5. I wish I hadn't been so close-minded and reserved as a teenager. I was very stuck in my ways and always saw my views and opinions as superior to other people's. I still have a lot of the same values as I did then, but now I realize that it's okay for people to have different values or not place such heavy emphasis as I do on mine. For example, I used to really dislike people who smoked weed. I don't know why anymore. I've never done it and still think it's a little silly, but that's never a good reason to judge other people for doing what they want. Most people are actually SURPRISED that I don't smoke weed (mostly because everyone seems to but also because apparently I seem "the type"). That's just an example, but I wish I hadn't been so uptight and close-minded about weird things in high school.
6. Fucked up my freshman year of college. Don't get me wrong - I had a blast. But it was all pretty superficial. Getting drunk every weekend is not ALL I'm about. I'm into a lot more things than that and I wish I had known then that it's okay to stay in sometimes. It's okay to want a night to yourself or to watch movies or go to sleep early just because. I wish I had concentrated on school more so I didn't have to struggle with those choices now. I was lucky to have made some of the most amazing friends in the world, though. :)

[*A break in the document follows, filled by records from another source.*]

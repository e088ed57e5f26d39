//! SQL driver, schema migrations, path resolver and directory stream for the
//! namespace metadata engine.
//!
//! [`NamespaceDriver`] is the only component in this crate that issues
//! mutating SQL; [`resolver`] and [`stream`] are built entirely on top of its
//! public methods, matching the layering the spec draws between the driver
//! and everything above it.

pub mod dialect;
pub mod driver;
pub mod resolver;
pub mod stream;
pub mod tags;

pub use dialect::Dialect;
pub use driver::NamespaceDriver;
pub use resolver::{path2inode, path2inodes, ResolvedPath, MAX_SYMLINK_HOPS};
pub use stream::{DirEntry, DirectoryStream};

/// Embedded schema migrations (spec §6), applied with `sqlx::migrate!` at
/// startup by `nsmeta-cli`.
pub static MIGRATOR: sqlx::migrate::Migrator = sqlx::migrate!("./migrations");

Day Four: Seven Things That Cross Your Mind A Lot

1. All of the things I have to do that day/that week/whatever. There's literally so much on my agenda ALL THE TIME that my mind is just one big whirlwind of plans.
2. My friends. Not kidding when I say that if I know one of my friends is probably having a rough day or is sad, etc... it will cross my mind multiple times. That's probably when you'll get a text from me.
3. My mom. There's at least 5 things per day that I want to call and tell her. I usually do.
4. My future and what the hell I'm doing with it.
5. How tired I am. I don't sleep. I'm a vampire.
6. Things I want to buy but probably don't need. Lately this has been concert tickets. But I've finally bought a sufficient number of them that I'm feeling okay about it.
7. Money and how I have none, ever.

Tuesday, September 21, 2010

Day Three: Eight Ways To Win Your Heart

1. Be passionate about something. I don't care what it is, but there's nothing worse than someone who doesn't have any passions or interests. It's especially nice if you are passionate about something different from what I'm passionate about, because I like to learn about new things.
2. Don't be boring. Be spontaneous. There's nothing better than someone who is down for anything. That being said, be willing to stay in and just chill with me too. Versatile is the word I'm looking for, I think.
3. Care, but don't be annoying about it. Clingy and hyper-sensitive people are really annoying but it's also annoying to deal with someone who constantly acts like they don't care.
4. I care about the small things and minor details, a lot. Enough said.
5. Respect the things that mean a lot to me, as well as the people who mean a lot to me. Let me have my own opinions and a life separate from you sometimes.
6. Notice the small things that I really take pride in. There are so many aspects of my personality and opinions, etc. that I always secretly hope other people will notice. It makes me really happy when someone actually notices these things.
7. Be my best friend. I could never be with someone I couldn't spend hours talking to or have tons of fun with. If you don't make me laugh, it's not going to work. Basically if you don't meet all the qualifications of a best friend, you're probably not going to win my heart.
8. Be honest and trustworthy. I don't like bull shit and I've dealt with enough of it in the past, so I really only have tolerance for people who don't need to lie for no reason. I really think dishonesty is pointless and untrustworthiness is one of the worst qualities a person can possess.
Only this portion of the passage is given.